Image of Cover 2. SEATTLE, WA, UNITED STATES 04.05.2020 U.S. Army Maj. Neil Alcaria is screened at the Seattle Event Center in Wash., April 5. Soldiers from Fort Carson, Colo., and Joint Base Lewis-McChord, Wash. have established an Army field hospital center at the center in support of the Department of Defense COVID-19 response. U.S. Northern Command, through U.S. Army North, is providing military support to the Federal Emergency Management Agency to help communities in need. (U.S. Army photo by Cpl. Rachel Thicklin)


SARS-CoV-2 ICD-10-CM-based case definitions are lacking in the literature. This analysis was conducted to evaluate the performance metrics of 3 COVID-19 case definitions among Department of Defense (DOD) beneficiaries. SARS-CoV-2 tested specimens collected from 1 March 2020 to 28 February 2021 were matched to ambulatory medical encounters (68% match).
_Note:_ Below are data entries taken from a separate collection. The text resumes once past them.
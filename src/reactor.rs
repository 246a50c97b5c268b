use std::collections::HashMap;
use std::io;
use std::sync::atomic::{AtomicUsize, Ordering};
use std::sync::{Arc, Weak};
use std::time::{Duration, Instant};

use mio::event::Source;
use mio::{Events, Interest, Poll, Registry, Token};
use parking_lot::Mutex;
use tracing::trace;

use crate::trigger::Trigger;

/// Token reserved for the cross-thread trigger.
pub const TRIGGER: Token = Token(0);

/// Anything registered with the reactor: acceptors, server channels, FTP
/// data channels, passive acceptors. `ready` runs on the loop thread only
/// and must restrict itself to non-blocking operations.
pub trait EventHandler: Send + Sync {
    fn ready(self: Arc<Self>, reactor: &Arc<Reactor>, readable: bool, writable: bool);
}

/// Periodic housekeeping hook, driven once per loop iteration.
pub trait Maintainer: Send + Sync {
    fn check_maintenance(&self, now: Instant);
}

/// Shared reactor state: the registration table and the trigger. The
/// registry is usable from any thread, which is how worker threads attach
/// FTP data connections mid-command.
pub struct Reactor {
    registry: Registry,
    handlers: Mutex<HashMap<Token, Arc<dyn EventHandler>>>,
    maintainers: Mutex<Vec<Weak<dyn Maintainer>>>,
    next_token: AtomicUsize,
    trigger: Arc<Trigger>,
}

impl Reactor {
    /// Allocates a token and registers `source` for both readiness kinds.
    /// Interest never changes afterwards; the readable/writable predicates
    /// live in the handlers instead.
    pub fn register(&self, source: &mut dyn Source) -> io::Result<Token> {
        let token = Token(self.next_token.fetch_add(1, Ordering::SeqCst));
        self.registry
            .register(source, token, Interest::READABLE | Interest::WRITABLE)?;
        Ok(token)
    }

    /// Like `register`, but readable-only (listening sockets).
    pub fn register_readable(&self, source: &mut dyn Source) -> io::Result<Token> {
        let token = Token(self.next_token.fetch_add(1, Ordering::SeqCst));
        self.registry.register(source, token, Interest::READABLE)?;
        Ok(token)
    }

    pub fn insert(&self, token: Token, handler: Arc<dyn EventHandler>) {
        self.handlers.lock().insert(token, handler);
    }

    pub fn remove(&self, token: Token) -> Option<Arc<dyn EventHandler>> {
        self.handlers.lock().remove(&token)
    }

    pub fn trigger(&self) -> &Arc<Trigger> {
        &self.trigger
    }

    pub fn add_maintainer(&self, maintainer: Weak<dyn Maintainer>) {
        self.maintainers.lock().push(maintainer);
    }

    fn run_maintenance(&self, now: Instant) {
        let mut maintainers = self.maintainers.lock();
        maintainers.retain(|weak| {
            if let Some(maintainer) = weak.upgrade() {
                maintainer.check_maintenance(now);
                true
            } else {
                false
            }
        });
    }
}

/// Owns the poll and drives the reactor. Exactly one thread runs this.
pub struct EventLoop {
    poll: Poll,
    events: Events,
    reactor: Arc<Reactor>,
}

impl EventLoop {
    pub fn new() -> io::Result<Self> {
        let poll = Poll::new()?;
        let registry = poll.registry().try_clone()?;
        let trigger = Trigger::new(poll.registry(), TRIGGER)?;
        let reactor = Arc::new(Reactor {
            registry,
            handlers: Mutex::new(HashMap::new()),
            maintainers: Mutex::new(Vec::new()),
            next_token: AtomicUsize::new(TRIGGER.0 + 1),
            trigger,
        });
        Ok(EventLoop {
            poll,
            events: Events::with_capacity(1024),
            reactor,
        })
    }

    pub fn reactor(&self) -> Arc<Reactor> {
        Arc::clone(&self.reactor)
    }

    /// Runs the loop forever. Only an error from the poll itself escapes;
    /// per-connection failures are absorbed by the handlers.
    pub fn run(&mut self) -> io::Result<()> {
        loop {
            self.poll_once(Some(Duration::from_secs(1)))?;
        }
    }

    /// A single poll-dispatch-maintain iteration.
    pub fn poll_once(&mut self, timeout: Option<Duration>) -> io::Result<()> {
        match self.poll.poll(&mut self.events, timeout) {
            Ok(()) => {}
            Err(ref err) if err.kind() == io::ErrorKind::Interrupted => return Ok(()),
            Err(err) => return Err(err),
        }
        let reactor = Arc::clone(&self.reactor);
        for event in self.events.iter() {
            let token = event.token();
            if token == TRIGGER {
                reactor.trigger.drain();
                continue;
            }
            let handler = reactor.handlers.lock().get(&token).cloned();
            match handler {
                Some(handler) => {
                    handler.ready(&reactor, event.is_readable(), event.is_writable());
                }
                // Events can arrive for freshly removed tokens.
                None => trace!(?token, "event for unknown token"),
            }
        }
        reactor.run_maintenance(Instant::now());
        Ok(())
    }
}
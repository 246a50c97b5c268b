use std::sync::Arc;

use chrono::Local;
use tracing::info;

use crate::interfaces::{HitLog, HitRecord, Resolver};

/// Emits completed requests in Common Log Format:
///
/// `<host> - <user> [DD/Mon/YYYY:HH:MM:SS +ZZZZ] "<first-line>" <status>
/// <bytes> "<referer>" "<user-agent>"`
///
/// Lines go to the `access` tracing target; wire a subscriber to route
/// them wherever access logs belong.
pub struct CommonAccessLogger {
    resolver: Option<Arc<dyn Resolver>>,
}

impl CommonAccessLogger {
    pub fn new() -> Self {
        CommonAccessLogger { resolver: None }
    }

    pub fn with_resolver(resolver: Arc<dyn Resolver>) -> Self {
        CommonAccessLogger {
            resolver: Some(resolver),
        }
    }

    fn host_for(&self, hit: &HitRecord) -> String {
        if let Some(resolver) = &self.resolver {
            if let Some(host) = resolver.cached_host(hit.remote_addr) {
                return host;
            }
        }
        hit.remote_addr.to_string()
    }
}

impl Default for CommonAccessLogger {
    fn default() -> Self {
        Self::new()
    }
}

impl HitLog for CommonAccessLogger {
    fn log(&self, hit: &HitRecord) {
        let user = if hit.user_name.is_empty() {
            "anonymous"
        } else {
            &hit.user_name
        };
        let when = Local::now().format("%d/%b/%Y:%H:%M:%S %z");
        info!(
            target: "access",
            "{} - {} [{}] \"{}\" {} {} \"{}\" \"{}\"",
            self.host_for(hit),
            user,
            when,
            hit.first_line,
            hit.status,
            hit.bytes_written,
            hit.referer,
            hit.user_agent,
        );
    }
}

#[cfg(test)]
mod tests {
    use super::*;
    use std::net::{IpAddr, Ipv4Addr};

    struct FixedResolver;

    impl Resolver for FixedResolver {
        fn cached_host(&self, _addr: IpAddr) -> Option<String> {
            Some("client.example.com".to_string())
        }
    }

    fn sample_hit() -> HitRecord {
        HitRecord {
            remote_addr: IpAddr::V4(Ipv4Addr::new(10, 1, 2, 3)),
            user_name: String::new(),
            first_line: "GET / HTTP/1.1".to_string(),
            status: "200".to_string(),
            bytes_written: 42,
            referer: String::new(),
            user_agent: "test".to_string(),
        }
    }

    #[test]
    fn falls_back_to_ip_without_resolver() {
        let logger = CommonAccessLogger::new();
        assert_eq!(logger.host_for(&sample_hit()), "10.1.2.3");
    }

    #[test]
    fn uses_resolver_cache_when_present() {
        let logger = CommonAccessLogger::with_resolver(Arc::new(FixedResolver));
        assert_eq!(logger.host_for(&sample_hit()), "client.example.com");
    }
}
The COVID-19 case definition (ICD-10-CM: U07.1) had high specificity (99%) and positive predictive value (PPV) (94%) but low to moderate (29%–66%) sensitivity. The COVID-specific case definition (10 additional codes added), had moderate to high specificity (82–93%), moderate sensitivity (65–75%), and low to moderate PPV (23%–77%). The COVID-like illness case definition (19 additional codes added to the COVID-specific definition), had moderate specificity (65%–86%), moderate sensitivity (76%–79%), and low to moderate PPV (15%–62%). Regardless of the case definition, all metrics improved over the surveillance period. The COVID-19 case definition is ideal for studies that need to ensure all cases are true positives. However, for broad surveillance efforts, the COVID-specific case definition may be the best to maximize specificity without a large decrease in sensitivity and PPV.

What are the new findings?

This is the first evaluation of ICD-10-CM-based cased definitions for COVID-19 surveillance among DOD health care beneficiaries. The 3 case definitions ranged from highly specific to a lower specificity, but improved balance between sensitivity and specificity.

What is the impact on readiness and force health protection?

The development and use of these ICD-10-CM case definitions should improve the DOD’s ability to provide comprehensive population level COVID-19 surveillance and will allow the DOD to better assess the spread and impact of COVID-19 among military beneficiaries.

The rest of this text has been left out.